From Voice Technology Wiki
Jump to navigation Jump to search

What is MaryTTS?[edit | edit source]

Mary (Modular Architecture for Research in sYynthesis) Text-to-Speech is an open-source (GNU LGPL license[1]), multilingual Text-to-Speech Synthesis platform written in Java. It was originally developed as a collaborative project of DFKI’s Language Technology Lab and the Institute of Phonetics at Saarland University, Germany. It is now maintained by the Multimodal Speech Processing Group in the Cluster of Excellence MMCI and DFKI.[2]

MaryTTS has been around for a very! long time. Version 3.0 even dates back to 2006, long before Deep Learning was a broadly known term and the last official release was version 5.2 in 2016[3]. The system uses unit selection and HMM-based techniques to build voices (today probably called AI, back then called statistics ^^). If you want to learn more about the architecture check out the official documentation.

There is still activity on the GitHub page and internally there has been some major code refactoring but it is currently unclear if there will ever be another release version. There has been an unofficial snapshot release for the SEPIA Framework which runs stable on Java 11 but should be considered experimental: MaryTTS 6.0 snapshot (Docker container).

Advantages of MaryTTS[edit | edit source]

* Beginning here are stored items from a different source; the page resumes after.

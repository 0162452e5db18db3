// Badge request after validation; the email is guaranteed well-formed.
#[derive(Clone, Debug, PartialEq)]
pub struct BadgeRequest {
    pub email: String,
    pub name: Option<String>,
    pub photo_url: Option<String>,
}

// Identity with defaults applied, handed to the renderer and the mailer.
// The photo field is never an empty string, only present or absent.
#[derive(Clone, Debug, PartialEq)]
pub struct NormalizedIdentity {
    pub name: String,
    pub email: String,
    pub photo_url: Option<String>,
}

// Contact-form submission; every field is required and non-empty.
#[derive(Clone, Debug, PartialEq)]
pub struct ContactSubmission {
    pub name: String,
    pub email: String,
    pub subject: String,
    pub message: String,
}
use axum::{
    middleware,
    routing::{get, post},
    Router,
};
use std::sync::Arc;

use crate::interface_adapters::cors;
use crate::interface_adapters::handlers::{badge, contact, ping};
use crate::interface_adapters::state::AppState;

pub fn app(state: Arc<AppState>) -> Router {
    // Wire the HTTP routes to their handlers. The trust-boundary middleware
    // wraps everything so disallowed origins never reach a handler.
    Router::new()
        .route(
            "/api/generate-badge",
            get(badge::fetch_badge).post(badge::download_badge),
        )
        .route("/api/send-badge", post(badge::send_badge))
        .route("/api/contact", post(contact::submit_contact))
        .route("/ping", get(ping::ping))
        .layer(middleware::from_fn_with_state(
            state.clone(),
            cors::trust_boundary,
        ))
        .with_state(state)
}
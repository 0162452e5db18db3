pub mod badge;
pub mod contact;
pub mod ping;

use axum::{http::StatusCode, Json};

use crate::domain::errors::BadgeError;
use crate::interface_adapters::protocol::Envelope;

// Maps workflow errors onto the response contract: validation failures keep
// their field detail, collaborator failures are logged server-side and
// answered with a generic message.
pub fn error_response(err: BadgeError) -> (StatusCode, Json<Envelope>) {
    match err {
        BadgeError::Validation(errors) => (
            StatusCode::BAD_REQUEST,
            Json(Envelope {
                success: false,
                message: "Validation failed".to_string(),
                errors: Some(errors),
            }),
        ),
        BadgeError::Generation(detail) => {
            tracing::error!(%detail, "badge generation failed");
            internal_error("Failed to generate badge")
        }
        BadgeError::Dispatch(detail) => {
            tracing::error!(%detail, "badge email dispatch failed");
            internal_error("Failed to send badge")
        }
        BadgeError::Sink(detail) => {
            tracing::error!(%detail, "contact submission could not be recorded");
            internal_error("Failed to submit message")
        }
    }
}

fn internal_error(message: &str) -> (StatusCode, Json<Envelope>) {
    (
        StatusCode::INTERNAL_SERVER_ERROR,
        Json(Envelope::failure(message)),
    )
}
use email_address::EmailAddress;

use crate::domain::entities::{BadgeRequest, ContactSubmission};
use crate::domain::errors::{BadgeError, FieldError};

// Raw badge fields as they arrive on the wire, before validation.
#[derive(Debug, Default)]
pub struct BadgeInput {
    pub email: Option<String>,
    pub name: Option<String>,
    pub photo_url: Option<String>,
}

// Raw contact fields as they arrive on the wire, before validation.
#[derive(Debug, Default)]
pub struct ContactInput {
    pub name: Option<String>,
    pub email: Option<String>,
    pub subject: Option<String>,
    pub message: Option<String>,
}

// Validates the badge input. The email must be present and satisfy the
// address grammar; name and photo pass through untouched.
pub fn validate_badge_input(input: BadgeInput) -> Result<BadgeRequest, BadgeError> {
    let email = match input.email {
        Some(email) if !email.trim().is_empty() => email,
        _ => {
            return Err(BadgeError::Validation(vec![FieldError::new(
                "email",
                "email is required",
            )]));
        }
    };

    if !EmailAddress::is_valid(&email) {
        return Err(BadgeError::Validation(vec![FieldError::new(
            "email",
            "email must be a valid email address",
        )]));
    }

    Ok(BadgeRequest {
        email,
        name: input.name,
        photo_url: input.photo_url,
    })
}

// Validates the contact input. Every field is required and non-empty; all
// violations are collected so the client sees the full list at once.
pub fn validate_contact_input(input: ContactInput) -> Result<ContactSubmission, BadgeError> {
    let mut errors = Vec::new();

    let name = required_field(input.name, "name", &mut errors);
    let email = required_field(input.email, "email", &mut errors);
    let subject = required_field(input.subject, "subject", &mut errors);
    let message = required_field(input.message, "message", &mut errors);

    if !errors.is_empty() {
        return Err(BadgeError::Validation(errors));
    }

    Ok(ContactSubmission {
        name,
        email,
        subject,
        message,
    })
}

fn required_field(value: Option<String>, field: &str, errors: &mut Vec<FieldError>) -> String {
    match value {
        Some(value) if !value.trim().is_empty() => value,
        _ => {
            errors.push(FieldError::new(field, &format!("{field} is required")));
            String::new()
        }
    }
}
use async_trait::async_trait;
use std::sync::Arc;

use crate::domain::entities::ContactSubmission;
use crate::domain::origin::OriginPolicy;
use crate::domain::ports::{BadgeRenderer, EmailDispatcher, SubmissionSink};

// Application state shared across handlers. Ports are held as Arc<dyn Trait>
// so any implementation can be injected (production clients or test fakes).
#[derive(Clone)]
pub struct AppState {
    pub renderer: Arc<dyn BadgeRenderer>,
    pub mailer: Arc<dyn EmailDispatcher>,
    pub sink: Arc<dyn SubmissionSink>,
    pub origins: OriginPolicy,
}

// Submission sink that writes contact messages to the service log.
pub struct LogSink;

#[async_trait]
impl SubmissionSink for LogSink {
    async fn record(&self, submission: &ContactSubmission) -> Result<(), String> {
        tracing::info!(
            name = %submission.name,
            email = %submission.email,
            subject = %submission.subject,
            message = %submission.message,
            "contact submission received"
        );
        Ok(())
    }
}
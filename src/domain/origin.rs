// Platform suffixes admitted regardless of the configured allow-list.
const ALLOWED_SUFFIXES: [&str; 2] = [".vercel.app", ".vercel.com"];

// Local-dev markers matched as substrings anywhere in the origin. This
// admits any origin that embeds a marker, which is the behavior deployed
// frontends rely on today; tightening it is a breaking change.
const LOCAL_MARKERS: [&str; 2] = ["localhost", "127.0.0.1"];

// Admission policy for browser origins. Built once at startup from the
// configuration snapshot and read-only afterwards.
#[derive(Clone, Debug, Default)]
pub struct OriginPolicy {
    exact: Vec<String>,
}

impl OriginPolicy {
    pub fn new(exact: Vec<String>) -> Self {
        Self { exact }
    }

    // Exact entries first, then platform suffixes, then local markers.
    pub fn admits(&self, origin: &str) -> bool {
        self.exact.iter().any(|allowed| allowed == origin)
            || ALLOWED_SUFFIXES
                .iter()
                .any(|suffix| origin.ends_with(suffix))
            || LOCAL_MARKERS.iter().any(|marker| origin.contains(marker))
    }
}

#[cfg(test)]
mod tests {
    use super::*;

    fn policy() -> OriginPolicy {
        OriginPolicy::new(vec!["https://frontend.example".to_string()])
    }

    #[test]
    fn when_origin_matches_an_exact_entry_then_it_is_admitted() {
        assert!(policy().admits("https://frontend.example"));
    }

    #[test]
    fn when_origin_differs_from_exact_entry_by_scheme_then_it_is_rejected() {
        assert!(!policy().admits("http://frontend.example"));
    }

    #[test]
    fn when_origin_ends_with_vercel_app_then_it_is_admitted() {
        assert!(policy().admits("https://myapp.vercel.app"));
    }

    #[test]
    fn when_origin_ends_with_vercel_com_then_it_is_admitted() {
        assert!(policy().admits("https://preview.vercel.com"));
    }

    #[test]
    fn when_origin_contains_localhost_then_it_is_admitted() {
        assert!(policy().admits("http://localhost:5173"));
    }

    #[test]
    fn when_origin_contains_loopback_address_then_it_is_admitted() {
        assert!(policy().admits("http://127.0.0.1:3000"));
    }

    #[test]
    fn when_origin_matches_no_rule_then_it_is_rejected() {
        assert!(!policy().admits("https://evil.com"));
    }

    #[test]
    fn when_origin_embeds_a_local_marker_in_its_hostname_then_it_is_admitted() {
        // Documents the substring semantics: the marker does not have to be
        // the actual host for the origin to pass.
        assert!(policy().admits("https://localhost.evil.com"));
    }

    #[test]
    fn when_exact_list_is_empty_then_suffix_rules_still_apply() {
        let policy = OriginPolicy::new(Vec::new());
        assert!(policy.admits("https://other.vercel.app"));
        assert!(!policy.admits("https://evil.com"));
    }
}
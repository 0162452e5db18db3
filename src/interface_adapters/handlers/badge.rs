use axum::{
    extract::{Query, State},
    http::{header, HeaderValue, StatusCode},
    response::{IntoResponse, Response},
    Json,
};
use std::sync::Arc;

use crate::interface_adapters::handlers::error_response;
use crate::interface_adapters::protocol::{BadgeBody, BadgeQuery, Envelope};
use crate::interface_adapters::state::AppState;
use crate::use_cases::generate_badge::{GenerateBadgeUseCase, InlineBadge};
use crate::use_cases::send_badge::SendBadgeUseCase;
use crate::use_cases::validate::BadgeInput;

// Fetch a badge via query parameters. Download intent is signalled with the
// literal `download=true`.
pub async fn fetch_badge(
    State(state): State<Arc<AppState>>,
    Query(query): Query<BadgeQuery>,
) -> Response {
    let download = query.download.as_deref() == Some("true");
    let input = BadgeInput {
        email: query.email,
        name: query.name,
        photo_url: query.photo_url,
    };

    inline_badge(state, input, download).await
}

// Fetch a badge via a JSON body. A body-carrying call always implies
// download intent.
pub async fn download_badge(
    State(state): State<Arc<AppState>>,
    Json(body): Json<BadgeBody>,
) -> Response {
    let input = BadgeInput {
        email: body.email,
        name: body.name,
        photo_url: body.photo_url,
    };

    inline_badge(state, input, true).await
}

async fn inline_badge(state: Arc<AppState>, input: BadgeInput, download: bool) -> Response {
    let use_case = GenerateBadgeUseCase {
        renderer: state.renderer.clone(),
    };

    match use_case.execute(input, download).await {
        Ok(badge) => png_response(badge),
        Err(err) => error_response(err).into_response(),
    }
}

// Generate the badge and hand it to the email dispatcher.
#[tracing::instrument(name = "send_badge", skip_all)]
pub async fn send_badge(
    State(state): State<Arc<AppState>>,
    Json(body): Json<BadgeBody>,
) -> Result<Json<Envelope>, (StatusCode, Json<Envelope>)> {
    let use_case = SendBadgeUseCase {
        renderer: state.renderer.clone(),
        dispatcher: state.mailer.clone(),
    };
    let input = BadgeInput {
        email: body.email,
        name: body.name,
        photo_url: body.photo_url,
    };

    let outcome = use_case.execute(input).await.map_err(error_response)?;

    tracing::info!("badge dispatched by email");

    Ok(Json(Envelope::ok(format!(
        "Badge sent to {}",
        outcome.recipient
    ))))
}

// Binary PNG response with the inline-delivery header set. Responses are
// never cacheable; the attachment header appears only on download intent.
fn png_response(badge: InlineBadge) -> Response {
    let mut response = (StatusCode::OK, badge.png).into_response();
    let headers = response.headers_mut();
    headers.insert(header::CONTENT_TYPE, HeaderValue::from_static("image/png"));
    headers.insert(
        header::CACHE_CONTROL,
        HeaderValue::from_static("no-cache, no-store, must-revalidate"),
    );
    headers.insert(header::PRAGMA, HeaderValue::from_static("no-cache"));
    headers.insert(header::EXPIRES, HeaderValue::from_static("0"));

    if let Some(filename) = badge.filename {
        // Derived filenames are ascii lowercase plus underscores, safe for a
        // header value; anything else is skipped rather than rejected.
        if let Ok(value) = HeaderValue::from_str(&format!("attachment; filename={filename}")) {
            headers.insert(header::CONTENT_DISPOSITION, value);
        }
    }

    response
}
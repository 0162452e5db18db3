use std::sync::Arc;

use crate::domain::errors::BadgeError;
use crate::domain::ports::{BadgeRenderer, EmailDispatcher};
use crate::use_cases::normalize::normalize;
use crate::use_cases::validate::{BadgeInput, validate_badge_input};

// Outcome of a successful email delivery.
pub struct SendBadgeOutcome {
    pub recipient: String,
}

// Email badge delivery use case. The badge is rendered once and the same
// bytes are handed to the dispatcher.
pub struct SendBadgeUseCase {
    pub renderer: Arc<dyn BadgeRenderer>,
    pub dispatcher: Arc<dyn EmailDispatcher>,
}

impl SendBadgeUseCase {
    pub async fn execute(&self, input: BadgeInput) -> Result<SendBadgeOutcome, BadgeError> {
        let request = validate_badge_input(input)?;
        let identity = normalize(request);

        let png = self
            .renderer
            .render(&identity)
            .await
            .map_err(BadgeError::Generation)?;

        self.dispatcher
            .send(&identity, &png)
            .await
            .map_err(BadgeError::Dispatch)?;

        Ok(SendBadgeOutcome {
            recipient: identity.email,
        })
    }
}
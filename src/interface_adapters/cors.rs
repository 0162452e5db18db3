use axum::{
    extract::{Request, State},
    http::{header, HeaderValue, Method, StatusCode},
    middleware::Next,
    response::{IntoResponse, Response},
    Json,
};
use std::sync::Arc;

use crate::interface_adapters::protocol::Envelope;
use crate::interface_adapters::state::AppState;

const ALLOWED_METHODS: &str = "GET,POST,PUT,DELETE,PATCH,OPTIONS";
const ALLOWED_HEADERS: &str = "Origin, X-Requested-With, Content-Type, Accept, Authorization";
const EXPOSED_HEADERS: &str = "X-Total-Count, X-Page-Count";
// Browsers may cache the preflight verdict for 24 hours.
const PREFLIGHT_MAX_AGE: &str = "86400";

// Trust-boundary middleware. Runs before route dispatch: requests without an
// Origin header pass through untouched (non-browser callers), admitted
// origins get credentialed CORS headers, everything else is turned away
// before reaching a handler.
pub async fn trust_boundary(
    State(state): State<Arc<AppState>>,
    request: Request,
    next: Next,
) -> Response {
    let origin = request
        .headers()
        .get(header::ORIGIN)
        .and_then(|value| value.to_str().ok())
        .map(str::to_owned);

    let Some(origin) = origin else {
        return next.run(request).await;
    };

    if !state.origins.admits(&origin) {
        tracing::warn!(%origin, "rejected request from disallowed origin");
        return (
            StatusCode::FORBIDDEN,
            Json(Envelope::failure(format!(
                "Origin {origin} is not allowed"
            ))),
        )
            .into_response();
    }

    // The origin round-tripped through to_str, so it is a valid header value.
    let Ok(origin_value) = HeaderValue::from_str(&origin) else {
        return next.run(request).await;
    };

    if request.method() == Method::OPTIONS {
        return preflight_response(origin_value);
    }

    let mut response = next.run(request).await;
    let headers = response.headers_mut();
    headers.insert(header::ACCESS_CONTROL_ALLOW_ORIGIN, origin_value);
    headers.insert(
        header::ACCESS_CONTROL_ALLOW_CREDENTIALS,
        HeaderValue::from_static("true"),
    );
    headers.insert(
        header::ACCESS_CONTROL_EXPOSE_HEADERS,
        HeaderValue::from_static(EXPOSED_HEADERS),
    );
    headers.insert(header::VARY, HeaderValue::from_static("Origin"));

    response
}

fn preflight_response(origin_value: HeaderValue) -> Response {
    let mut response = StatusCode::NO_CONTENT.into_response();
    let headers = response.headers_mut();
    headers.insert(header::ACCESS_CONTROL_ALLOW_ORIGIN, origin_value);
    headers.insert(
        header::ACCESS_CONTROL_ALLOW_CREDENTIALS,
        HeaderValue::from_static("true"),
    );
    headers.insert(
        header::ACCESS_CONTROL_ALLOW_METHODS,
        HeaderValue::from_static(ALLOWED_METHODS),
    );
    headers.insert(
        header::ACCESS_CONTROL_ALLOW_HEADERS,
        HeaderValue::from_static(ALLOWED_HEADERS),
    );
    headers.insert(
        header::ACCESS_CONTROL_MAX_AGE,
        HeaderValue::from_static(PREFLIGHT_MAX_AGE),
    );
    headers.insert(header::VARY, HeaderValue::from_static("Origin"));

    response
}
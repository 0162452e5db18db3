use std::sync::Arc;

use crate::domain::errors::BadgeError;
use crate::domain::ports::SubmissionSink;
use crate::use_cases::validate::{ContactInput, validate_contact_input};

// Contact submission use case with an injected sink.
pub struct SubmitContactUseCase {
    pub sink: Arc<dyn SubmissionSink>,
}

impl SubmitContactUseCase {
    pub async fn execute(&self, input: ContactInput) -> Result<(), BadgeError> {
        let submission = validate_contact_input(input)?;

        self.sink
            .record(&submission)
            .await
            .map_err(BadgeError::Sink)?;

        Ok(())
    }
}
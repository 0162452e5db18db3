use crate::domain::origin::OriginPolicy;
use crate::frameworks::config::Config;
use crate::interface_adapters::clients::{MailerClient, RendererClient};
use crate::interface_adapters::routes;
use crate::interface_adapters::state::{AppState, LogSink};
use std::net::SocketAddr;
use std::sync::Arc;

fn init_tracing() {
    let filter = tracing_subscriber::EnvFilter::try_from_default_env()
        .unwrap_or_else(|_| tracing_subscriber::EnvFilter::new("info"));

    let json = matches!(std::env::var("LOG_FORMAT").as_deref(), Ok("json"));
    if json {
        tracing_subscriber::fmt()
            .with_env_filter(filter)
            .with_target(false)
            .json()
            .with_current_span(true)
            .init();
    } else {
        tracing_subscriber::fmt()
            .with_env_filter(filter)
            .with_target(false)
            .compact()
            .init();
    }

    std::panic::set_hook(Box::new(|info| {
        let backtrace = std::backtrace::Backtrace::capture();
        tracing::error!(%info, ?backtrace, "panic");
    }));
}

pub async fn run() {
    // Load .env locally; safe to ignore when not present.
    let _ = dotenvy::dotenv();
    init_tracing();

    let config = Config::from_env();
    tracing::debug!(
        renderer_url = %config.renderer_url,
        mailer_url = %config.mailer_url,
        "collaborator clients configured."
    );

    let renderer = Arc::new(RendererClient::new(config.renderer_url.clone()));
    let mailer = Arc::new(MailerClient::new(config.mailer_url.clone()));
    let origins = OriginPolicy::new(config.allowed_origins());

    let state = Arc::new(AppState {
        renderer,
        mailer,
        sink: Arc::new(LogSink),
        origins,
    });

    // Start the web server with the HTTP routes wired up.
    let app = routes::app(state);

    let addr = SocketAddr::from(([0, 0, 0, 0], config.port));
    tracing::info!(%addr, "listening");

    // Bind TCP listener with error handling.
    let listener = match tokio::net::TcpListener::bind(addr).await {
        Ok(l) => l,
        Err(e) => {
            tracing::error!(%addr, error = %e, "failed to bind");
            return; // Abort startup on bind failure.
        }
    };

    // Serve app and report errors rather than panicking.
    if let Err(e) = axum::serve(listener, app).await {
        tracing::error!(error = %e, "server error");
    }
}
//! Internals of the `seekgits` binary: the streaming filter engine and
//! the lifecycle commands. Split out as a library so the engine can be
//! exercised in tests with injected streams and keyrings.

pub mod commands;
pub mod filter;
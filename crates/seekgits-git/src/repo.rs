//! Repository discovery and git subprocess operations.

use std::path::{Path, PathBuf};
use std::process::Command;

use seekgits_core::{SeekgitsError, SeekgitsResult};

/// A located git repository.
///
/// The root is resolved once at process start; nothing else relies on
/// the ambient working directory.
pub struct GitRepo {
    root: PathBuf,
}

impl GitRepo {
    /// Walk up from the current directory until a `.git` entry is found.
    pub fn discover() -> SeekgitsResult<Self> {
        Self::discover_from(&std::env::current_dir()?)
    }

    /// Walk up from `start` until a `.git` entry is found.
    ///
    /// Both `.git` directories and `.git` files (worktrees, submodules)
    /// count.
    pub fn discover_from(start: &Path) -> SeekgitsResult<Self> {
        let mut dir = start.to_path_buf();
        loop {
            if dir.join(".git").exists() {
                return Ok(Self { root: dir });
            }
            if !dir.pop() {
                return Err(SeekgitsError::NotARepository);
            }
        }
    }

    /// Use a known root without discovery.
    pub fn at(root: impl Into<PathBuf>) -> Self {
        Self { root: root.into() }
    }

    pub fn root(&self) -> &Path {
        &self.root
    }

    /// `git config <key> <value>` in the repository's local config.
    pub fn config_set(&self, key: &str, value: &str) -> SeekgitsResult<()> {
        self.run(&["config", key, value])
    }

    /// `git add -- <path>`
    pub fn stage(&self, path: &str) -> SeekgitsResult<()> {
        self.run(&["add", "--", path])
    }

    /// `git add --renormalize -- <path>`
    ///
    /// Re-runs the clean filter over the path even when the index
    /// already holds a cached (possibly unfiltered) entry for it.
    pub fn stage_renormalize(&self, path: &str) -> SeekgitsResult<()> {
        self.run(&["add", "--renormalize", "--", path])
    }

    /// Drop the index entry for `path`, leaving the working tree alone.
    ///
    /// `--force` skips git's modified-content check: by the time this
    /// runs the filter bookkeeping is already gone, so the cached
    /// (encrypted) entry never matches a re-clean of the working file.
    pub fn remove_cached(&self, path: &str) -> SeekgitsResult<()> {
        self.run(&["rm", "--cached", "--force", "--ignore-unmatch", "-q", "--", path])
    }

    fn run(&self, args: &[&str]) -> SeekgitsResult<()> {
        tracing::debug!(?args, root = %self.root.display(), "invoking git");

        let output = Command::new("git")
            .args(args)
            .current_dir(&self.root)
            .output()?;

        if output.status.success() {
            Ok(())
        } else {
            Err(SeekgitsError::GitCommand {
                command: args.join(" "),
                stderr: String::from_utf8_lossy(&output.stderr).trim().to_string(),
            })
        }
    }
}
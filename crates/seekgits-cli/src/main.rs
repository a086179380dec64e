//! seekgits: transparent per-file encryption for git repositories
//!
//! User-facing commands:
//!   init                - register filters, create the manifest
//!   encrypt <path>      - start tracking a file
//!   share <path> <r>    - grant another recipient access
//!   remove <path>       - stop tracking a file
//!   status [path]       - show tracked files and access
//!
//! Git-facing entry points (installed by `init`, not typed by hand):
//!   filter encrypt <path> [file]  - clean filter
//!   filter decrypt <path> [file]  - smudge filter / diff textconv

use std::path::{Path, PathBuf};

use anyhow::{Context, Result};
use clap::{Parser, Subcommand};

use seekgits_cli::{commands, filter};
use seekgits_core::paths;
use seekgits_git::GitRepo;
use seekgits_keyring::GpgKeyring;
use seekgits_store::ConfigStore;

#[derive(Parser, Debug)]
#[command(
    name = "seekgits",
    version,
    about = "Keep files plaintext in the working tree, encrypted in git history",
    long_about = "seekgits stores designated files encrypted in the repository while \
                  keeping them readable in the working tree. Encryption is deterministic, \
                  so unchanged files produce unchanged ciphertext; per-file keys are \
                  wrapped to recipients through the user's gpg keyring."
)]
struct Cli {
    /// Log level for diagnostics on stderr (trace, debug, info, warn, error)
    #[arg(long, env = "SEEKGITS_LOG", default_value = "warn", global = true)]
    log: String,

    #[command(subcommand)]
    command: Commands,
}

#[derive(Subcommand, Debug)]
enum Commands {
    /// Register the seekgits filters in this repository and create the manifest
    Init,

    /// Start tracking a file: generate a key and wrap it to your identity
    Encrypt {
        /// File to track (relative to the current directory)
        path: PathBuf,
    },

    /// Wrap a tracked file's key to one more recipient
    Share {
        /// Tracked file
        path: PathBuf,
        /// Recipient identity (email, key id, or fingerprint)
        recipient: String,
    },

    /// Stop tracking a file and delete its plaintext working copy
    Remove {
        /// Tracked file
        path: PathBuf,
    },

    /// Show recipients, working-copy presence, and access per tracked file
    Status {
        /// Limit the report to one file
        path: Option<PathBuf>,
    },

    /// Filter entry points invoked by git (clean/smudge/textconv)
    #[command(subcommand)]
    Filter(FilterCommand),
}

#[derive(Subcommand, Debug)]
enum FilterCommand {
    /// Clean filter: encrypt repository-bound content
    Encrypt {
        /// Logical repository path of the file being filtered
        path: String,
        /// Read content from this file instead of stdin (textconv)
        file: Option<PathBuf>,
    },
    /// Smudge filter / textconv: decrypt checkout-bound content
    Decrypt {
        /// Logical repository path of the file being filtered
        path: String,
        /// Read content from this file instead of stdin (textconv)
        file: Option<PathBuf>,
    },
}

fn main() -> Result<()> {
    let cli = Cli::parse();
    init_logging(&cli.log);

    match cli.command {
        Commands::Init => {
            let repo = GitRepo::discover()?;
            let binary =
                std::env::current_exe().context("resolving the seekgits binary path")?;
            commands::init(&repo, &GpgKeyring::from_env(), &binary)?;
        }
        Commands::Encrypt { path } => {
            let repo = GitRepo::discover()?;
            commands::encrypt(&repo, &GpgKeyring::from_env(), &path)?;
        }
        Commands::Share { path, recipient } => {
            let repo = GitRepo::discover()?;
            commands::share(&repo, &GpgKeyring::from_env(), &path, &recipient)?;
        }
        Commands::Remove { path } => {
            let repo = GitRepo::discover()?;
            commands::remove(&repo, &path)?;
        }
        Commands::Status { path } => {
            let repo = GitRepo::discover()?;
            commands::status(&repo, &GpgKeyring::from_env(), path.as_deref())?;
        }
        Commands::Filter(FilterCommand::Encrypt { path, file }) => {
            run_filter(FilterMode::Clean, &path, file.as_deref())?;
        }
        Commands::Filter(FilterCommand::Decrypt { path, file }) => {
            run_filter(FilterMode::Smudge, &path, file.as_deref())?;
        }
    }
    Ok(())
}

enum FilterMode {
    Clean,
    Smudge,
}

/// One filter invocation: content in, transformed content out.
///
/// Git runs filters from the repository toplevel with the logical path
/// in `%f`; textconv additionally hands a temp file to read instead of
/// stdin. Stdout carries nothing but the transformed bytes.
fn run_filter(mode: FilterMode, path: &str, file: Option<&Path>) -> Result<()> {
    let stdin = std::io::stdin();
    let stdout = std::io::stdout();
    let mut output = stdout.lock();

    let mut input: Box<dyn std::io::Read> = match file {
        Some(file) => Box::new(
            std::fs::File::open(file)
                .with_context(|| format!("opening filter input {}", file.display()))?,
        ),
        None => Box::new(stdin.lock()),
    };

    // A filter must never eat content: without a repository to consult,
    // copy the stream through unchanged.
    let repo = match GitRepo::discover() {
        Ok(repo) => repo,
        Err(e) => {
            tracing::warn!(error = %e, "cannot locate repository; passing content through");
            std::io::copy(&mut input, &mut output)?;
            return Ok(());
        }
    };
    let store = ConfigStore::new(repo.root());
    let keyring = GpgKeyring::from_env();

    // %f is already root-relative; normalization only strips `./` noise.
    let path = paths::normalize(path).unwrap_or_else(|_| path.to_string());

    match mode {
        FilterMode::Clean => filter::clean(&store, &keyring, &path, &mut input, &mut output)?,
        FilterMode::Smudge => filter::smudge(&store, &keyring, &path, &mut input, &mut output)?,
    }
    Ok(())
}

fn init_logging(level: &str) {
    use tracing_subscriber::{fmt, layer::SubscriberExt, util::SubscriberInitExt, EnvFilter};

    let filter = EnvFilter::try_from_default_env().unwrap_or_else(|_| EnvFilter::new(level));

    // Stdout belongs to the filter protocol; diagnostics go to stderr.
    tracing_subscriber::registry()
        .with(filter)
        .with(fmt::layer().with_writer(std::io::stderr).without_time())
        .init();
}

MaryTTS has certain advantages compared to modern Deep Learning systems or classical, synthetic engines like eSpeak:

  • The quality of the voice depends strongly on the model but can be surprisingly good, not state-of-the-art but much better than a synthetic voice.
  • Audio generation is very fast and ranges from 0.2 to 0.5 RTF on a Raspberry Pi 4 depending on the selected voice[4] meaning it can actually be used on edge devices.
  • RAM consumption is moderate but you should probably reserve around 256-512 MB.
  • Installation is super easy and it runs on Windows, Mac and Linux (every system that can install Java 8)
  • Language support is very good: German, British and American English, French, Italian, Luxembourgish, Russian, Swedish, Telugu, Turkish and more
  • Pronunciation of times, dates, temperatures etc. can be very good. MaryTTS uses an extensive, handcrafted set of rules (and statistics) to handle this.[5]
  • MaryTTS is server-based meaning it offers a HTTP REST API out-of-the-box to synthesize text

Models[edit | edit source]

Voice models can be downloaded via script from inside the release version or using these links:


Installation[edit | edit source]

Installation is super easy:

  • Install Java 8 or 11 (Debian: 'sudo apt-get install openjdk-11-jdk-headless')
  • Download the release ZIP file: v5.2 official or v6.0 snpashot
  • Extract the ZIP and start the server (run scripts are in 'marytts\bin')

By default you can access the server in your browser via: http://localhost:59125/

In a production system you might want to run MaryTTS behind a reverse proxy (like Nginx or Apache) to avoid CORS issues.

Performance[edit | edit source]

To be compareable for performance we should use identical phrases for testing purposes.

Voice: dfki-spike-hsmm en_GB[edit | edit source]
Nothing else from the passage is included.